What to work on |
After finding the line with "slice is taken." in the entries below, retype exactly each line from there through the line with "let (line, rest)", including that final line.

Extracted data |
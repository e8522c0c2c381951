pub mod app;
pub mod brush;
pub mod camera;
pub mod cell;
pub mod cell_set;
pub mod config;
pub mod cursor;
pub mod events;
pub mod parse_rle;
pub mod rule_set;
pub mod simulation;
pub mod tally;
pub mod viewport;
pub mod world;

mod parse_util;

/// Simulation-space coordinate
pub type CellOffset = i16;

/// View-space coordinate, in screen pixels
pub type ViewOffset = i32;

==

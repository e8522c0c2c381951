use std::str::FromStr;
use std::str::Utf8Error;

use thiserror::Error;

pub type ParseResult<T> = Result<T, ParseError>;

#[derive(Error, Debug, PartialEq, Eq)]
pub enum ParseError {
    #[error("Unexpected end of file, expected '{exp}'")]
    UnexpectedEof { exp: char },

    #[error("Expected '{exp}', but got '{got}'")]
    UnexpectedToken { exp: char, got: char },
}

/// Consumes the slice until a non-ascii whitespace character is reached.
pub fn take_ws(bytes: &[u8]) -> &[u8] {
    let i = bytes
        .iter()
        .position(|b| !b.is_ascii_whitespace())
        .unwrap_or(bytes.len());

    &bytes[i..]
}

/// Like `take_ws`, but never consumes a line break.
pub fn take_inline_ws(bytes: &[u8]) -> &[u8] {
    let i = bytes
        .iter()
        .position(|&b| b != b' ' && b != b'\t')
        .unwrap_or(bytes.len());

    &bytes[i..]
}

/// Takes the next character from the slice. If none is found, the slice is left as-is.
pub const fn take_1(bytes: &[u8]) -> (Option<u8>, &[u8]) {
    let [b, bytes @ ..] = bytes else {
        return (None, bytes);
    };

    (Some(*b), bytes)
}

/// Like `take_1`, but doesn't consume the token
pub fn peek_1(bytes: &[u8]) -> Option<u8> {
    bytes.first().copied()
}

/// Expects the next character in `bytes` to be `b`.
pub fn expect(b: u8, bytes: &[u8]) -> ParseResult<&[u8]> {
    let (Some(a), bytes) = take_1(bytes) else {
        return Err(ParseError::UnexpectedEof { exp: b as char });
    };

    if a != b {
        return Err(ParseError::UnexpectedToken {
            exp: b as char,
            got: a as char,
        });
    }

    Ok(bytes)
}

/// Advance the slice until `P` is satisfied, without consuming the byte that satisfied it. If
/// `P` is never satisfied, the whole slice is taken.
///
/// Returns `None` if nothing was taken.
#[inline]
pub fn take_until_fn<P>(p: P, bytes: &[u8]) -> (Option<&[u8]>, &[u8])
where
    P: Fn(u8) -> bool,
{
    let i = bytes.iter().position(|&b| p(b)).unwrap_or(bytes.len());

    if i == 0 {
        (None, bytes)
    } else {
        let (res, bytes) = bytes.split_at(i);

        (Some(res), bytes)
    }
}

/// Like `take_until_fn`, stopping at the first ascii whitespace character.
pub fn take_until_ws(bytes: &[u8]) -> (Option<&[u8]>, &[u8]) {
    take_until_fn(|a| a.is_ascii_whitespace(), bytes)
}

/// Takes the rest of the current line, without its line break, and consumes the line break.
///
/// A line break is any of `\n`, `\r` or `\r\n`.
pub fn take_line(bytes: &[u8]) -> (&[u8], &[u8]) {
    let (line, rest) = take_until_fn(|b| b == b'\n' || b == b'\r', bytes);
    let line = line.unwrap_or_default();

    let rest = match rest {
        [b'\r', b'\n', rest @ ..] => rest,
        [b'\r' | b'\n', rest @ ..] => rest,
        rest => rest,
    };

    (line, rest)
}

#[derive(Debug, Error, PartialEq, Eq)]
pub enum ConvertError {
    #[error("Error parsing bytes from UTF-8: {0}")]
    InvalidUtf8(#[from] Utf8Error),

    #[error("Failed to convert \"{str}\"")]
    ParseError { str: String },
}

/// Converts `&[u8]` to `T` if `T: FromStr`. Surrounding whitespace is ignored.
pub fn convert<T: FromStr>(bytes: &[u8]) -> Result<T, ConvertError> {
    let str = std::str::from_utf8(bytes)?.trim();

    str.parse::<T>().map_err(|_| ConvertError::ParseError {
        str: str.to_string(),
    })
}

* * *

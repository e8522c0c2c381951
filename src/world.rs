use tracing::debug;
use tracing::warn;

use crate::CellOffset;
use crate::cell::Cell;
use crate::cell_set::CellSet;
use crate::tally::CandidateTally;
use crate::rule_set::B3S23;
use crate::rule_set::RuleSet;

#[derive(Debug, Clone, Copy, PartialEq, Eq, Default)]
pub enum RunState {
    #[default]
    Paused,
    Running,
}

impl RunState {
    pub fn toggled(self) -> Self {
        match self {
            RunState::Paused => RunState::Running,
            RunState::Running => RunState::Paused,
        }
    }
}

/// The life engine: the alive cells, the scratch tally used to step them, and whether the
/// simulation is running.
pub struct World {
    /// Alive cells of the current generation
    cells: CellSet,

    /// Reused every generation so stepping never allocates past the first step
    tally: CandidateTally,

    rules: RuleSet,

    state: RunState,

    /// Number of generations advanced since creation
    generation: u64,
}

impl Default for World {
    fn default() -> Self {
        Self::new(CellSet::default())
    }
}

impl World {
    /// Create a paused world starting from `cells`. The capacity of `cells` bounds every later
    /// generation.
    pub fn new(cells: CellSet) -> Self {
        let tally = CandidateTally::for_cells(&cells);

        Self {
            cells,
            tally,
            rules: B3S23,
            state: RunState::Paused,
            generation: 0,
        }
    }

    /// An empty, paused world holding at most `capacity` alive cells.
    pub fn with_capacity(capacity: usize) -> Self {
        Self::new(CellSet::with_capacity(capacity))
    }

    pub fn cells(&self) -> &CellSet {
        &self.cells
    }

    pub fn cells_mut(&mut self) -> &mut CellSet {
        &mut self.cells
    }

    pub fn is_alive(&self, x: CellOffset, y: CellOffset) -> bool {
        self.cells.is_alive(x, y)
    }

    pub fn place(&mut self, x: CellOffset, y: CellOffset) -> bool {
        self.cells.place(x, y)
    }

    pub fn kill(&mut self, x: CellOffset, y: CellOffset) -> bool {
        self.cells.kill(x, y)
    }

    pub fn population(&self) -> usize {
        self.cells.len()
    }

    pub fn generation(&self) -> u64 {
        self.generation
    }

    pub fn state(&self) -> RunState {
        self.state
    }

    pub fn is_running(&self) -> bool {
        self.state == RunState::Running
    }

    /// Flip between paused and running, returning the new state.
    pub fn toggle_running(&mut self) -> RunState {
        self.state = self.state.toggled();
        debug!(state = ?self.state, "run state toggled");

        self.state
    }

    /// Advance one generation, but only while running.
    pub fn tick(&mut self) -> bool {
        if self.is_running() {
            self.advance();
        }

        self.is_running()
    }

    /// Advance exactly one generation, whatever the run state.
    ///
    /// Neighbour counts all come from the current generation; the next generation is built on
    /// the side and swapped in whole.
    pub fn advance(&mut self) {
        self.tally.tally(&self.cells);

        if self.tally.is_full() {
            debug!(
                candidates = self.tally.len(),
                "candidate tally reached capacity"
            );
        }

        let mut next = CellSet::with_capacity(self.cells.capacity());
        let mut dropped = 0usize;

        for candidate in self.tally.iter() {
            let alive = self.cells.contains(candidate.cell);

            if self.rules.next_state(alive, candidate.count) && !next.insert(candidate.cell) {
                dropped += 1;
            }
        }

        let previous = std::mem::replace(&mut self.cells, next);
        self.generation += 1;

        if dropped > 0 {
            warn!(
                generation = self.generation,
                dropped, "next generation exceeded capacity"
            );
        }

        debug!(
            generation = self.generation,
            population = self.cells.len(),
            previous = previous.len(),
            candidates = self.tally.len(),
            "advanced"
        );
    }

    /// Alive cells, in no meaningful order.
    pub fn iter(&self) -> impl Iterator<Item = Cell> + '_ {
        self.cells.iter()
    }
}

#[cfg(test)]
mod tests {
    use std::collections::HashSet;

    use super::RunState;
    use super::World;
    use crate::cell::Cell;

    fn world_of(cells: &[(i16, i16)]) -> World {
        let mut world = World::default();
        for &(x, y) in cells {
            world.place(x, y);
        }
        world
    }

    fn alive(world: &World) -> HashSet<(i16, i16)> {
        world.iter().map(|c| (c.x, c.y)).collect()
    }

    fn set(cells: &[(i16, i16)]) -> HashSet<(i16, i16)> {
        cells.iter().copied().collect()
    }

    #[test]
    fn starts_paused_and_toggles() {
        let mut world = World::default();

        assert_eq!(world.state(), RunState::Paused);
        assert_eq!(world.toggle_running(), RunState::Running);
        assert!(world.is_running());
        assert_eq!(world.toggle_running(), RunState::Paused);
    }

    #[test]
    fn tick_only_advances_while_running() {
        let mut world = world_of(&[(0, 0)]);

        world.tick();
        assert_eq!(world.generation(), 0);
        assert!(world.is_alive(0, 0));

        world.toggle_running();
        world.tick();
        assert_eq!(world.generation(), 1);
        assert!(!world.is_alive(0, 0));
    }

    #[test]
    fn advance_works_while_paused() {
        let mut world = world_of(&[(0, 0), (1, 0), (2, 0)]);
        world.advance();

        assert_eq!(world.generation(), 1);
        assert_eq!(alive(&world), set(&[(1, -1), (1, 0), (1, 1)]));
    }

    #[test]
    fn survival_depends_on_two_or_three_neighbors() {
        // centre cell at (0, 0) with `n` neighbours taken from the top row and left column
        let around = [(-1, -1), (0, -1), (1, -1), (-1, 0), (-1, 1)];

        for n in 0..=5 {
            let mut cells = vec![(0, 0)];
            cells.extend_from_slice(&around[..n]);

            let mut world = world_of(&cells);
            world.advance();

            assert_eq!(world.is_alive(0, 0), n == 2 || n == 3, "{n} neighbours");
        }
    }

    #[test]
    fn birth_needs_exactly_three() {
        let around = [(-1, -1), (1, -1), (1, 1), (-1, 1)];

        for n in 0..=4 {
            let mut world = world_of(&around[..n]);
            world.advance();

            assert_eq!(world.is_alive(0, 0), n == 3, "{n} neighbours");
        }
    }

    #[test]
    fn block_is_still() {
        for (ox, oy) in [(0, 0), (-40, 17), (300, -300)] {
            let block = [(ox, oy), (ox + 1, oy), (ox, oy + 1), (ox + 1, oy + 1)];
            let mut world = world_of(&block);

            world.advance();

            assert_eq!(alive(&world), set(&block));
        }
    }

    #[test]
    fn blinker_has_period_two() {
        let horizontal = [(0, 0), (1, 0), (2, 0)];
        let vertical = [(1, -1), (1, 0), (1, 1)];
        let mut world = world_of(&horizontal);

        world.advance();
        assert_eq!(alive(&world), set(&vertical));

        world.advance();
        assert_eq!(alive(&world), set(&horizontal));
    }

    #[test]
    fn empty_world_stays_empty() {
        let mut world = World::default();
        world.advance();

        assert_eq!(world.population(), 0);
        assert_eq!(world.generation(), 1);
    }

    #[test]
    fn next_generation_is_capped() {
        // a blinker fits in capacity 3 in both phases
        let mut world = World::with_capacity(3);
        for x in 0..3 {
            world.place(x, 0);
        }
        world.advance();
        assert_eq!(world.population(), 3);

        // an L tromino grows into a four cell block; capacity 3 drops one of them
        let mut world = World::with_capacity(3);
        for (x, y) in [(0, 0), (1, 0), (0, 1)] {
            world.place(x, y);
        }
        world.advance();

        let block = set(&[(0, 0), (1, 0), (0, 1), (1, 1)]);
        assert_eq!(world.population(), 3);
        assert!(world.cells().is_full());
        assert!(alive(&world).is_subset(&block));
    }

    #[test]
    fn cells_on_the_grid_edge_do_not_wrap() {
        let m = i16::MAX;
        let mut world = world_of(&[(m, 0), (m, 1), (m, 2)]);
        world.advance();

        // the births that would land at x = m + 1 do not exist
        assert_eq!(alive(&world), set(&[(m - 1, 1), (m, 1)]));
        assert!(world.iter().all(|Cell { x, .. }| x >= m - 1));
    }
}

Answer space |
/// `P` is never satisfied, the whole slice is taken.
///
/// Returns `None` if nothing was taken.
#[inline]
pub fn take_until_fn<P>(p: P, bytes: &[u8]) -> (Option<&[u8]>, &[u8])
where
    P: Fn(u8) -> bool,
{
    let i = bytes.iter().position(|&b| p(b)).unwrap_or(bytes.len());

    if i == 0 {
        (None, bytes)
    } else {
        let (res, bytes) = bytes.split_at(i);

        (Some(res), bytes)
    }
}

/// Like `take_until_fn`, stopping at the first ascii whitespace character.
pub fn take_until_ws(bytes: &[u8]) -> (Option<&[u8]>, &[u8]) {
    take_until_fn(|a| a.is_ascii_whitespace(), bytes)
}

/// Takes the rest of the current line, without its line break, and consumes the line break.
///
/// A line break is any of `\n`, `\r` or `\r\n`.
pub fn take_line(bytes: &[u8]) -> (&[u8], &[u8]) {
    let (line, rest) = take_until_fn(|b| b == b'\n' || b == b'\r', bytes);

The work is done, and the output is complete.